(Stored items)
*-*-*

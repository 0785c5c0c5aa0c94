//! User configuration and the source factory.

use std::path::{Path, PathBuf};
use std::time::Duration;

use anyhow::{Context, Result};
use serde::{Deserialize, Serialize};

use timedquiz_core::model::ExamSettings;
use timedquiz_core::traits::QuestionSource;

use crate::file::FileSource;
use crate::http::HttpSource;

const LOCAL_CONFIG: &str = "timedquiz.toml";

/// Top-level timedquiz configuration.
#[derive(Debug, Clone, Serialize, Deserialize)]
pub struct QuizConfig {
    /// Bank location: a file path or an http(s) URL.
    #[serde(default = "default_bank")]
    pub bank: String,
    /// Questions drawn per exam.
    #[serde(default = "default_question_count")]
    pub question_count: usize,
    /// Seconds allowed per question.
    #[serde(default = "default_time_limit")]
    pub time_limit_secs: u32,
    /// Pause before moving on after a timeout, in milliseconds.
    #[serde(default = "default_advance_delay")]
    pub advance_delay_ms: u64,
    /// Minimum percentage that counts as a pass.
    #[serde(default = "default_pass_threshold")]
    pub pass_threshold: f64,
    /// Move on automatically after an answer too.
    #[serde(default)]
    pub auto_advance_after_answer: bool,
    /// Use the dark terminal palette.
    #[serde(default)]
    pub dark_mode: bool,
}

fn default_bank() -> String {
    "questions.json".to_string()
}
fn default_question_count() -> usize {
    10
}
fn default_time_limit() -> u32 {
    20
}
fn default_advance_delay() -> u64 {
    1500
}
fn default_pass_threshold() -> f64 {
    70.0
}

impl Default for QuizConfig {
    fn default() -> Self {
        Self {
            bank: default_bank(),
            question_count: default_question_count(),
            time_limit_secs: default_time_limit(),
            advance_delay_ms: default_advance_delay(),
            pass_threshold: default_pass_threshold(),
            auto_advance_after_answer: false,
            dark_mode: false,
        }
    }
}

impl QuizConfig {
    /// Timing and scoring settings for the exam engine.
    pub fn exam_settings(&self) -> ExamSettings {
        ExamSettings {
            time_limit: self.time_limit_secs,
            advance_delay: Duration::from_millis(self.advance_delay_ms),
            pass_threshold: self.pass_threshold,
            auto_advance_after_answer: self.auto_advance_after_answer,
            ..ExamSettings::default()
        }
    }
}

/// Resolve environment variable references like `${VAR_NAME}` in a string.
fn resolve_env_vars(s: &str) -> String {
    let mut result = s.to_string();
    while let Some(start) = result.find("${") {
        if let Some(end) = result[start..].find('}') {
            let var_name = &result[start + 2..start + end];
            let value = std::env::var(var_name).unwrap_or_default();
            result = format!(
                "{}{}{}",
                &result[..start],
                value,
                &result[start + end + 1..]
            );
        } else {
            break;
        }
    }
    result
}

/// Load config from an explicit path, or search the default locations.
///
/// Search order:
/// 1. `timedquiz.toml` in the current directory
/// 2. `~/.config/timedquiz/config.toml`
///
/// Environment variable override: `TIMEDQUIZ_BANK`.
pub fn load_config_from(path: Option<&Path>) -> Result<QuizConfig> {
    let config_path = match path {
        Some(p) if p.exists() => Some(p.to_path_buf()),
        Some(p) => anyhow::bail!("config file not found: {}", p.display()),
        None => find_config(),
    };

    let config = match config_path {
        Some(path) => {
            let content = std::fs::read_to_string(&path)
                .with_context(|| format!("failed to read config: {}", path.display()))?;
            let config = toml::from_str::<QuizConfig>(&content)
                .with_context(|| format!("failed to parse config: {}", path.display()))?;
            tracing::debug!("loaded config from {}", path.display());
            config
        }
        None => QuizConfig::default(),
    };

    let config = apply_overrides(config, std::env::var("TIMEDQUIZ_BANK").ok());
    check(&config)?;
    Ok(config)
}

fn apply_overrides(mut config: QuizConfig, bank: Option<String>) -> QuizConfig {
    if let Some(bank) = bank {
        config.bank = bank;
    }
    config.bank = resolve_env_vars(&config.bank);
    config
}

fn check(config: &QuizConfig) -> Result<()> {
    if !(0.0..=100.0).contains(&config.pass_threshold) {
        anyhow::bail!(
            "pass_threshold must be between 0 and 100, got {}",
            config.pass_threshold
        );
    }
    if config.time_limit_secs == 0 {
        anyhow::bail!("time_limit_secs must be at least 1");
    }
    if config.bank.trim().is_empty() {
        anyhow::bail!("no question bank configured");
    }
    Ok(())
}

fn find_config() -> Option<PathBuf> {
    let local = PathBuf::from(LOCAL_CONFIG);
    if local.exists() {
        return Some(local);
    }
    global_config_path().filter(|p| p.exists())
}

fn dirs_path() -> Option<PathBuf> {
    std::env::var("HOME")
        .ok()
        .map(|h| PathBuf::from(h).join(".config").join("timedquiz"))
}

fn global_config_path() -> Option<PathBuf> {
    dirs_path().map(|d| d.join("config.toml"))
}

/// Where preference changes are written: the explicit path, else the config
/// file currently in effect, else the global config path.
pub fn preferences_path(path: Option<&Path>) -> PathBuf {
    if let Some(p) = path {
        return p.to_path_buf();
    }
    find_config()
        .or_else(global_config_path)
        .unwrap_or_else(|| PathBuf::from(LOCAL_CONFIG))
}

/// Persist the theme flag, keeping the rest of the file as written.
pub fn set_dark_mode(path: &Path, dark: bool) -> Result<()> {
    let content = if path.exists() {
        std::fs::read_to_string(path)
            .with_context(|| format!("failed to read config: {}", path.display()))?
    } else {
        String::new()
    };

    let mut doc = content
        .parse::<toml_edit::DocumentMut>()
        .with_context(|| format!("failed to parse config: {}", path.display()))?;
    doc["dark_mode"] = toml_edit::value(dark);

    if let Some(parent) = path.parent().filter(|p| !p.as_os_str().is_empty()) {
        std::fs::create_dir_all(parent)
            .with_context(|| format!("failed to create {}", parent.display()))?;
    }
    std::fs::write(path, doc.to_string())
        .with_context(|| format!("failed to write config: {}", path.display()))?;

    tracing::info!(dark, "theme preference saved to {}", path.display());
    Ok(())
}

/// Create a question source for a path or an http(s) URL.
pub fn create_source(location: &str) -> Result<Box<dyn QuestionSource>> {
    if location.starts_with("http://") || location.starts_with("https://") {
        Ok(Box::new(HttpSource::new(location)?))
    } else {
        Ok(Box::new(FileSource::new(location)))
    }
}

*-*-*

■ **What is required**: Only those lines of the entries above that run from the line containing "use crate::file::FileSource;" to the line containing "drawn per exam.", both included, should be transcribed exactly.

■ **Written answer**:
use crate::file::FileSource;
use crate::http::HttpSource;

const LOCAL_CONFIG: &str = "timedquiz.toml";

/// Top-level timedquiz configuration.
#[derive(Debug, Clone, Serialize, Deserialize)]
pub struct QuizConfig {
    /// Bank location: a file path or an http(s) URL.
    #[serde(default = "default_bank")]
    pub bank: String,
    /// Questions drawn per exam.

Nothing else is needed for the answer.